Collection entries

========================================

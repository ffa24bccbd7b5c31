// crates/server/src/jobs/subscription.rs
//! Lifecycle of one subscriber connection.
//!
//! A [`Subscription`] is registered on open and relays events until either
//! the job finishes (the hub closes the channel) or the subscription is
//! dropped (the client went away). Dropping cancels a token watched by a
//! background task, which unregisters the subscriber. Whichever path runs
//! first closes the channel; the other finds nothing to do.

use std::sync::atomic::{AtomicBool, Ordering};
use std::sync::Arc;

use asset_progress_core::{JobId, ProgressEvent};
use thiserror::Error;
use tokio::sync::mpsc;
use tokio_stream::Stream;
use tokio_util::sync::{CancellationToken, DropGuard};

use super::registry::{Subscriber, SubscriberRegistry};
use super::store::ProgressStore;
use super::types::SubscriberId;

#[derive(Debug, Error, PartialEq, Eq)]
pub enum SubscribeError {
    #[error("Job ID is required")]
    MissingJobId,

    #[error("Job not found: {0}")]
    JobNotFound(JobId),
}

pub struct Subscription {
    job_id: JobId,
    id: SubscriberId,
    rx: mpsc::Receiver<ProgressEvent>,
    finished: Arc<AtomicBool>,
    done: bool,
    _disconnect: DropGuard,
}

impl Subscription {
    /// Register a new subscriber for `job_id` with room for `capacity`
    /// undelivered events.
    ///
    /// Fails if the ID is blank or the job is not live (never started, or
    /// already completed).
    pub fn open(
        registry: &Arc<SubscriberRegistry>,
        store: &ProgressStore,
        job_id: &str,
        capacity: usize,
    ) -> Result<Self, SubscribeError> {
        let job_id = job_id.trim();
        if job_id.is_empty() {
            return Err(SubscribeError::MissingJobId);
        }

        let (tx, rx) = mpsc::channel(capacity.max(1));
        let finished = Arc::new(AtomicBool::new(false));
        let id = registry.next_subscriber_id();
        let subscriber = Subscriber::new(id, tx, Arc::clone(&finished));

        if registry
            .register_if(job_id, subscriber, || store.contains(job_id))
            .is_err()
        {
            return Err(SubscribeError::JobNotFound(job_id.to_string()));
        }

        let token = CancellationToken::new();
        let watcher = token.clone();
        let watched_registry = Arc::clone(registry);
        let watched_job = job_id.to_string();
        tokio::spawn(async move {
            watcher.cancelled().await;
            watched_registry.unregister(&watched_job, id);
        });

        tracing::info!(job_id = %job_id, subscriber_id = %id, "Subscriber connected");

        Ok(Self {
            job_id: job_id.to_string(),
            id,
            rx,
            finished,
            done: false,
            _disconnect: token.drop_guard(),
        })
    }

    pub fn job_id(&self) -> &str {
        &self.job_id
    }

    pub fn id(&self) -> SubscriberId {
        self.id
    }

    /// Next event for this subscriber, or `None` once the relay is over.
    ///
    /// The terminal event is always the last item. If the job finished while
    /// this subscriber's channel was full, the dropped terminal event is
    /// produced here instead.
    pub async fn next_event(&mut self) -> Option<ProgressEvent> {
        if self.done {
            return None;
        }
        match self.rx.recv().await {
            Some(event) => {
                self.done = event.is_terminal();
                Some(event)
            }
            None => {
                self.done = true;
                self.finished
                    .load(Ordering::Acquire)
                    .then(|| ProgressEvent::completed(self.job_id.as_str()))
            }
        }
    }

    /// Relay events as a stream. Dropping the stream unregisters the
    /// subscriber.
    pub fn into_stream(mut self) -> impl Stream<Item = ProgressEvent> + Send {
        async_stream::stream! {
            while let Some(event) = self.next_event().await {
                yield event;
            }
        }
    }
}
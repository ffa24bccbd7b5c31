// crates/server/src/jobs/registry.rs
//! Live subscribers, grouped by the job they watch.

use std::collections::HashMap;
use std::sync::atomic::{AtomicBool, AtomicU64, Ordering};
use std::sync::{Arc, Mutex, MutexGuard, PoisonError};
use std::time::Instant;

use asset_progress_core::{JobId, ProgressEvent};
use tokio::sync::mpsc;

use super::types::SubscriberId;

/// Registry-side half of a subscriber connection.
///
/// Holds the only sender of the subscriber's channel, so dropping it closes
/// the channel.
pub struct Subscriber {
    id: SubscriberId,
    tx: mpsc::Sender<ProgressEvent>,
    finished: Arc<AtomicBool>,
    connected_at: Instant,
}

impl Subscriber {
    pub fn new(id: SubscriberId, tx: mpsc::Sender<ProgressEvent>, finished: Arc<AtomicBool>) -> Self {
        Self {
            id,
            tx,
            finished,
            connected_at: Instant::now(),
        }
    }

    pub fn id(&self) -> SubscriberId {
        self.id
    }

    pub fn connected_at(&self) -> Instant {
        self.connected_at
    }

    /// Attempt one non-blocking delivery.
    pub(crate) fn try_deliver(
        &self,
        event: ProgressEvent,
    ) -> Result<(), mpsc::error::TrySendError<ProgressEvent>> {
        self.tx.try_send(event)
    }

    /// Flag that the job ended, so the receiving side can tell a completion
    /// close from a disconnect even if the terminal event was dropped.
    pub(crate) fn mark_finished(&self) {
        self.finished.store(true, Ordering::Release);
    }
}

type SubscriberMap = HashMap<JobId, Vec<Subscriber>>;

/// Job ID → subscribers currently attached to it.
///
/// One lock guards the whole map. The broadcast hub iterates under the same
/// lock, so a delivery and an unregister can never touch the same channel
/// concurrently.
pub struct SubscriberRegistry {
    next_id: AtomicU64,
    subscribers: Mutex<SubscriberMap>,
}

impl SubscriberRegistry {
    pub fn new() -> Self {
        Self {
            next_id: AtomicU64::new(1),
            subscribers: Mutex::new(HashMap::new()),
        }
    }

    fn lock(&self) -> MutexGuard<'_, SubscriberMap> {
        self.subscribers.lock().unwrap_or_else(|e: PoisonError<_>| {
            tracing::error!("Mutex poisoned on subscriber registry, recovering");
            e.into_inner()
        })
    }

    /// Allocate a fresh subscriber identity.
    pub fn next_subscriber_id(&self) -> SubscriberId {
        SubscriberId(self.next_id.fetch_add(1, Ordering::Relaxed))
    }

    /// Attach `subscriber` to `job_id`, creating the job's set if needed.
    pub fn register(&self, job_id: &str, subscriber: Subscriber) {
        let mut map = self.lock();
        insert(&mut map, job_id, subscriber);
    }

    /// Attach `subscriber` only if `is_live` holds, checked under the lock.
    ///
    /// Returns the subscriber back when the job is not live. Because the hub's
    /// `finish` retires jobs while holding this same lock, a subscriber can
    /// never be attached to a job whose completion has already gone out.
    pub fn register_if(
        &self,
        job_id: &str,
        subscriber: Subscriber,
        is_live: impl FnOnce() -> bool,
    ) -> Result<(), Subscriber> {
        let mut map = self.lock();
        if !is_live() {
            return Err(subscriber);
        }
        insert(&mut map, job_id, subscriber);
        Ok(())
    }

    /// Detach a subscriber and close its channel.
    ///
    /// Remove-if-present: a second call for the same subscriber finds nothing
    /// and returns `false`, so the channel is closed at most once.
    pub fn unregister(&self, job_id: &str, id: SubscriberId) -> bool {
        let mut map = self.lock();
        let Some(subs) = map.get_mut(job_id) else {
            return false;
        };
        let Some(pos) = subs.iter().position(|s| s.id == id) else {
            return false;
        };

        let removed = subs.remove(pos);
        if subs.is_empty() {
            map.remove(job_id);
        }
        drop(map);

        tracing::info!(
            job_id = %job_id,
            subscriber_id = %removed.id,
            connected_ms = removed.connected_at().elapsed().as_millis() as u64,
            "Subscriber disconnected"
        );
        drop(removed);
        true
    }

    /// Run `f` over the job's subscribers while holding the lock.
    pub(crate) fn with_subscribers<R>(&self, job_id: &str, f: impl FnOnce(&[Subscriber]) -> R) -> R {
        let map = self.lock();
        let subs = map.get(job_id).map(Vec::as_slice).unwrap_or(&[]);
        f(subs)
    }

    /// Detach every subscriber of `job_id` and hand them to `f`, still under
    /// the lock. Channels close when `f` drops the subscribers.
    pub(crate) fn close_job<R>(&self, job_id: &str, f: impl FnOnce(Vec<Subscriber>) -> R) -> R {
        let mut map = self.lock();
        let subs = map.remove(job_id).unwrap_or_default();
        f(subs)
    }

    pub fn subscriber_count(&self, job_id: &str) -> usize {
        self.lock().get(job_id).map_or(0, Vec::len)
    }

    /// Number of jobs with at least one subscriber.
    pub fn job_count(&self) -> usize {
        self.lock().len()
    }
}

impl Default for SubscriberRegistry {
    fn default() -> Self {
        Self::new()
    }
}

fn insert(map: &mut SubscriberMap, job_id: &str, subscriber: Subscriber) {
    let subs = map.entry(job_id.to_string()).or_default();
    if subs.iter().any(|s| s.id == subscriber.id) {
        tracing::warn!(job_id = %job_id, subscriber_id = %subscriber.id, "Subscriber already registered");
        return;
    }
    tracing::debug!(job_id = %job_id, subscriber_id = %subscriber.id, "Subscriber registered");
    subs.push(subscriber);
}

#[cfg(test)]
mod tests {
    use super::*;

    fn subscriber(
        registry: &SubscriberRegistry,
    ) -> (Subscriber, mpsc::Receiver<ProgressEvent>) {
        let (tx, rx) = mpsc::channel(4);
        let sub = Subscriber::new(
            registry.next_subscriber_id(),
            tx,
            Arc::new(AtomicBool::new(false)),
        );
        (sub, rx)
    }

    #[test]
    fn test_register_and_unregister() {
        let registry = SubscriberRegistry::new();
        let (sub, _rx) = subscriber(&registry);
        let id = sub.id();

        registry.register("job", sub);
        assert_eq!(registry.subscriber_count("job"), 1);

        assert!(registry.unregister("job", id));
        assert_eq!(registry.subscriber_count("job"), 0);
        // Emptied sets are removed.
        assert_eq!(registry.job_count(), 0);
    }

    #[tokio::test]
    async fn test_duplicate_subscriber_id_is_ignored() {
        let registry = SubscriberRegistry::new();
        let (first, _rx_first) = subscriber(&registry);
        let id = first.id();
        registry.register("job", first);

        let (tx, mut rx_dup) = mpsc::channel(4);
        let duplicate = Subscriber::new(id, tx, Arc::new(AtomicBool::new(false)));
        assert!(duplicate.connected_at() <= Instant::now());
        registry.register("job", duplicate);

        assert_eq!(registry.subscriber_count("job"), 1);
        // The rejected subscriber's sender was dropped.
        assert!(rx_dup.recv().await.is_none());
    }

    #[test]
    fn test_unregister_is_idempotent() {
        let registry = SubscriberRegistry::new();
        let (sub, _rx) = subscriber(&registry);
        let id = sub.id();
        registry.register("job", sub);

        assert!(registry.unregister("job", id));
        assert!(!registry.unregister("job", id));
        assert!(!registry.unregister("other-job", id));
    }

    #[tokio::test]
    async fn test_unregister_closes_channel() {
        let registry = SubscriberRegistry::new();
        let (sub, mut rx) = subscriber(&registry);
        let id = sub.id();
        registry.register("job", sub);

        registry.unregister("job", id);
        assert!(rx.recv().await.is_none());
    }

    #[test]
    fn test_unregister_keeps_other_subscribers() {
        let registry = SubscriberRegistry::new();
        let (a, _rx_a) = subscriber(&registry);
        let (b, _rx_b) = subscriber(&registry);
        let a_id = a.id();
        registry.register("job", a);
        registry.register("job", b);

        registry.unregister("job", a_id);
        assert_eq!(registry.subscriber_count("job"), 1);
        assert_eq!(registry.job_count(), 1);
    }

    #[test]
    fn test_register_if_rejects_dead_job() {
        let registry = SubscriberRegistry::new();
        let (sub, _rx) = subscriber(&registry);

        let result = registry.register_if("job", sub, || false);
        assert!(result.is_err());
        assert_eq!(registry.job_count(), 0);

        let (sub, _rx) = subscriber(&registry);
        assert!(registry.register_if("job", sub, || true).is_ok());
        assert_eq!(registry.subscriber_count("job"), 1);
    }

    #[test]
    fn test_subscriber_ids_are_unique() {
        let registry = SubscriberRegistry::new();
        let a = registry.next_subscriber_id();
        let b = registry.next_subscriber_id();
        assert_ne!(a, b);
    }
}
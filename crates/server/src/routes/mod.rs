//! API route handlers for the asset progress server.

pub mod catalog;
pub mod health;
pub mod jobs;
pub mod progress;

use std::sync::Arc;

use axum::Router;

use crate::state::AppState;

/// Create the combined API router with all routes under /api prefix.
///
/// Routes:
/// - GET  /api/health - Health check
/// - GET  /api/catalog - Project and sub-tasks generated per job
/// - POST /api/jobs - Start a generation job
/// - GET  /api/jobs - List live jobs
/// - GET  /api/jobs/{job_id} - Progress snapshot of one job
/// - GET  /api/progress?jobID= - SSE stream of one job's progress
pub fn api_routes(state: Arc<AppState>) -> Router {
    Router::new()
        .nest("/api", health::router())
        .nest("/api", catalog::router())
        .nest("/api", jobs::router())
        .nest("/api", progress::router())
        .with_state(state)
}

#[cfg(test)]
mod tests {
    use super::*;
    use crate::config::ServerConfig;
    use asset_progress_core::default_project;

    #[tokio::test]
    async fn test_api_routes_creation() {
        let state = AppState::new(ServerConfig::default(), default_project());
        let _router = api_routes(state);
    }
}
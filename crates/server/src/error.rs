// crates/server/src/error.rs
use axum::{
    http::StatusCode,
    response::{IntoResponse, Response},
    Json,
};
use serde::Serialize;
use thiserror::Error;

use crate::jobs::SubscribeError;

/// Structured JSON error response for API errors
#[derive(Debug, Serialize)]
#[cfg_attr(test, derive(serde::Deserialize))]
pub struct ErrorResponse {
    pub error: String,
    #[serde(default, skip_serializing_if = "Option::is_none")]
    pub details: Option<String>,
}

impl ErrorResponse {
    pub fn new(error: impl Into<String>) -> Self {
        Self {
            error: error.into(),
            details: None,
        }
    }

    pub fn with_details(error: impl Into<String>, details: impl Into<String>) -> Self {
        Self {
            error: error.into(),
            details: Some(details.into()),
        }
    }
}

/// API error types that map to HTTP status codes
#[derive(Debug, Error)]
pub enum ApiError {
    #[error("Job not found: {0}")]
    JobNotFound(String),

    #[error("Bad request: {0}")]
    BadRequest(String),
}

impl From<SubscribeError> for ApiError {
    fn from(err: SubscribeError) -> Self {
        match err {
            SubscribeError::MissingJobId => ApiError::BadRequest("Missing jobID".to_string()),
            SubscribeError::JobNotFound(id) => ApiError::JobNotFound(id),
        }
    }
}

impl IntoResponse for ApiError {
    fn into_response(self) -> Response {
        let (status, error_response) = match &self {
            ApiError::JobNotFound(id) => {
                tracing::warn!(job_id = %id, "Job not found");
                (
                    StatusCode::NOT_FOUND,
                    ErrorResponse::with_details("Job not found", format!("Job ID: {}", id)),
                )
            }
            ApiError::BadRequest(msg) => {
                tracing::warn!(message = %msg, "Bad request");
                (
                    StatusCode::BAD_REQUEST,
                    ErrorResponse::with_details("Bad request", msg.clone()),
                )
            }
        };

        (status, Json(error_response)).into_response()
    }
}

/// Result type alias for API handlers
pub type ApiResult<T> = Result<T, ApiError>;

#[cfg(test)]
mod tests {
    use super::*;
    use axum::body::to_bytes;

    /// Helper to extract status code and body from a response
    async fn extract_response(response: Response) -> (StatusCode, ErrorResponse) {
        let status = response.status();
        let body = to_bytes(response.into_body(), usize::MAX).await.unwrap();
        let error_response: ErrorResponse = serde_json::from_slice(&body).unwrap();
        (status, error_response)
    }

    #[tokio::test]
    async fn test_job_not_found_returns_404() {
        let response = ApiError::JobNotFound("abc123".to_string()).into_response();
        let (status, body) = extract_response(response).await;

        assert_eq!(status, StatusCode::NOT_FOUND);
        assert_eq!(body.error, "Job not found");
        assert!(body.details.unwrap().contains("abc123"));
    }

    #[tokio::test]
    async fn test_bad_request_returns_400() {
        let response = ApiError::BadRequest("Missing jobID".to_string()).into_response();
        let (status, body) = extract_response(response).await;

        assert_eq!(status, StatusCode::BAD_REQUEST);
        assert_eq!(body.error, "Bad request");
        assert_eq!(body.details.as_deref(), Some("Missing jobID"));
    }

    #[test]
    fn test_api_error_from_subscribe_error() {
        let err: ApiError = SubscribeError::MissingJobId.into();
        assert!(matches!(err, ApiError::BadRequest(_)));

        let err: ApiError = SubscribeError::JobNotFound("x".to_string()).into();
        assert!(matches!(err, ApiError::JobNotFound(ref id) if id == "x"));
    }

    #[test]
    fn test_error_response_serialization() {
        let json = serde_json::to_string(&ErrorResponse::new("Test error")).unwrap();
        assert!(json.contains("\"error\":\"Test error\""));
        assert!(!json.contains("details"));

        let json = serde_json::to_string(&ErrorResponse::with_details("Test error", "More info")).unwrap();
        assert!(json.contains("\"details\":\"More info\""));
    }
}
// crates/core/src/lib.rs
pub mod catalog;
pub mod error;
pub mod progress;

pub use catalog::*;
pub use error::*;
pub use progress::*;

========================================

▸ **Activity**
Each line of the records that contains the string "state" must be copied.

▸ **Answer space**
use crate::state::AppState;
pub fn api_routes(state: Arc<AppState>) -> Router {
        .with_state(state)
        let state = AppState::new(ServerConfig::default(), default_project());
        let _router = api_routes(state);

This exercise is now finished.